It was Christmas Eve babe,
In the drunk tank,
A lingering sludge drips down a cement block, resembling the arms of a clock ticking time away, and an old man said to me,
Won’t see another one.
And the gray of the eve was mirrored in the cell’s perpetual state of gloaming.
Is it worse to be here on the holiday of holidays? One could easily
gather images of flickering fire light reflecting into dark wood floors, or the memory of being lost in the brilliance of the season armed with jeweled prizes that bob and weave their magic to bring back the light.
Watching the mansion burn under the glow of a sinister chandelier. I would sip sherry in an alabaster robe. And when I hadn’t been the spark of ignition, could I know the cause? Or is it always me? Did I leave the iron on? I am here now; I belong in this prison of my own creation.
Slumped on the bench, the old man sighs and looks at me with eyes that have been bleached by sorrow or time, now almost void of colour—once china blue, I imagine them to once be.
It wasn’t to be this way, he said.
I slip down beside him, taking in the aroma of death and whiskey.
Yes. I take his withered hand, cold and bony. It was to be—told more for my value than his. Amore fate, the gypsy intellect profoundly states.
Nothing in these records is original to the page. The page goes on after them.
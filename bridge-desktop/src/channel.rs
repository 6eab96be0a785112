//! Clock-driven media channel implementation.
//!
//! `SimulatedChannel` stands in for a real platform audio element: it binds
//! one source at a time, reports metadata, advances a play head on a tokio
//! interval while started, and announces the natural end of a clip. Demos
//! and integration tests run against it without any audio hardware.

use bridge_traits::{BridgeError, ChannelEvent, MediaChannel, Result};
use parking_lot::Mutex;
use std::collections::{HashMap, HashSet};
use std::sync::Arc;
use std::time::Duration;
use tokio::sync::broadcast;
use tracing::debug;

const EVENT_BUFFER: usize = 64;

#[derive(Debug, Default)]
struct ChannelInner {
    source: Option<String>,
    position: f64,
    length: f64,
    playing: bool,
    /// Bumped on every bind; a running ticker exits when its epoch is stale.
    epoch: u64,
}

/// Simulated single-source audio channel.
///
/// Clip lengths come from a per-url table with a configurable default, so a
/// test can bind any url and get believable metadata. Urls registered as
/// broken make [`start`](MediaChannel::start) fail, exercising the
/// swallowed-failure path of the playback session.
pub struct SimulatedChannel {
    inner: Arc<Mutex<ChannelInner>>,
    events: broadcast::Sender<ChannelEvent>,
    lengths: HashMap<String, f64>,
    default_length: f64,
    broken: HashSet<String>,
    tick: Duration,
    step: f64,
}

impl SimulatedChannel {
    /// Real-time simulation: the play head advances one second per second,
    /// in quarter-second ticks, and unknown urls are 30 seconds long.
    pub fn new() -> Self {
        let (events, _) = broadcast::channel(EVENT_BUFFER);
        Self {
            inner: Arc::new(Mutex::new(ChannelInner::default())),
            events,
            lengths: HashMap::new(),
            default_length: 30.0,
            broken: HashSet::new(),
            tick: Duration::from_millis(250),
            step: 0.25,
        }
    }

    /// Register the length reported for `url`.
    pub fn with_clip_length(mut self, url: impl Into<String>, seconds: f64) -> Self {
        self.lengths.insert(url.into(), seconds);
        self
    }

    /// Length reported for urls without a registered one.
    pub fn with_default_length(mut self, seconds: f64) -> Self {
        self.default_length = seconds;
        self
    }

    /// Make [`start`](MediaChannel::start) fail while `url` is bound.
    pub fn with_broken(mut self, url: impl Into<String>) -> Self {
        self.broken.insert(url.into());
        self
    }

    /// Override the tick interval and the seconds advanced per tick. Tests
    /// use a short tick with a large step to fast-forward a clip.
    pub fn with_tick(mut self, tick: Duration, step: f64) -> Self {
        self.tick = tick;
        self.step = step;
        self
    }

    fn spawn_ticker(&self, epoch: u64) {
        let inner = Arc::clone(&self.inner);
        let events = self.events.clone();
        let tick = self.tick;
        let step = self.step;

        tokio::spawn(async move {
            let mut interval = tokio::time::interval(tick);
            // The first tick completes immediately; consume it so the play
            // head only advances after a full interval.
            interval.tick().await;
            loop {
                interval.tick().await;
                let ended = {
                    let mut state = inner.lock();
                    if state.epoch != epoch || !state.playing {
                        break;
                    }
                    state.position = (state.position + step).min(state.length.max(0.0));
                    if state.length > 0.0 && state.position >= state.length {
                        state.playing = false;
                        true
                    } else {
                        false
                    }
                };
                let _ = events.send(ChannelEvent::TimeUpdated);
                if ended {
                    let _ = events.send(ChannelEvent::Ended);
                    break;
                }
            }
        });
    }
}

impl Default for SimulatedChannel {
    fn default() -> Self {
        Self::new()
    }
}

#[async_trait::async_trait]
impl MediaChannel for SimulatedChannel {
    fn bind(&self, url: &str) {
        let length = self
            .lengths
            .get(url)
            .copied()
            .unwrap_or(self.default_length);
        {
            let mut state = self.inner.lock();
            state.source = Some(url.to_string());
            state.position = 0.0;
            state.length = length;
            state.playing = false;
            state.epoch += 1;
        }
        debug!(url, length, "bound simulated source");
        let _ = self.events.send(ChannelEvent::MetadataReady);
    }

    async fn start(&self) -> Result<()> {
        let epoch = {
            let mut state = self.inner.lock();
            let Some(source) = state.source.clone() else {
                return Err(BridgeError::NotAvailable("no source bound".to_string()));
            };
            if self.broken.contains(&source) {
                return Err(BridgeError::OperationFailed(format!(
                    "cannot decode {source}"
                )));
            }
            if state.playing {
                return Ok(());
            }
            state.playing = true;
            state.epoch
        };
        self.spawn_ticker(epoch);
        Ok(())
    }

    fn halt(&self) {
        self.inner.lock().playing = false;
    }

    fn set_position(&self, seconds: f64) {
        let mut state = self.inner.lock();
        if state.source.is_none() {
            return;
        }
        state.position = if state.length > 0.0 {
            seconds.clamp(0.0, state.length)
        } else {
            seconds.max(0.0)
        };
    }

    fn position(&self) -> f64 {
        self.inner.lock().position
    }

    fn length(&self) -> f64 {
        self.inner.lock().length
    }

    fn current_source(&self) -> Option<String> {
        self.inner.lock().source.clone()
    }

    fn subscribe(&self) -> broadcast::Receiver<ChannelEvent> {
        self.events.subscribe()
    }
}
He shows me a mouth devoid of teeth, and from somewhere afar; perhaps the precinct, perhaps from the depth of our empty hearts, the Viennese waltz begins to play.
Do you hear it? He seems to search for its source, but as though to conjure a monkey wrench to conduct the score, so painfully beautiful, I rise. And the wrench’s oddly distributed weight moves through thin air. Music reaches us from nowhere and everywhere, I sway in animation, my imaginary wrench capturing the light, the sound, Christmas as it is.
The old man sinks into his reflections of what was and what could have been, transported to the cold of Russia and the romance of Anna. I could have skated far beyond. I could have skated away.
Where is your love? He slurs the biting question that pierces my heart.
I promised that Broadway was waiting for her, I reply sadly, letting the monkey wrench fall from the melody.
And suddenly, gilded in gold waistcoats that glimmer with sparsely placed beads, we face each other, and the cell is a grand parlour, and the music our warmth. The sodium lights become candles and we see our reflections in regretful choices; crime and punishment. Cement becomes artistry and our visions are pure. We share this time hoisted onto the pedestal of Christmas miracles that holds court for those like us, in the good of misfortune, in the heart of the unloved.
There is more, he whispers, there is more.
No, this is it. This is the glory. To understand that it is what it will be. We are not made of this earth.
And he leans his head back and the stain on the cement block that is the ticking of time speaks the truth. And the cold cell turns to hallowed ground, a place of reverence. He closes his eyes, one time more, as the bells ring out for Christmas day, and the boys of the NYPD choir are singing Galway Bay, and the meaning of Christmas in this moment is more than it ever could be, with its sadness and poignant beauty.
I wait, pressing my forehead to the cold bars, before I alert anyone, watching red and green Christmas lights flash in dull succession across the dirty linoleum floor, emanating from the small tree positioned at the front desk that taunted me on my incarceration. I am fascinated at their muted depth; an attempt at something, anything but the grit of this place. And when I know for sure that his spirit has moved through the cement blocks, into the damp New York night, and beyond his world of suffering, I shake the bars, and face the direction where the lady of liberty stands, and in the peel of Christmas bells, I sense his grandeur, seeing a better time, when all his dreams come true.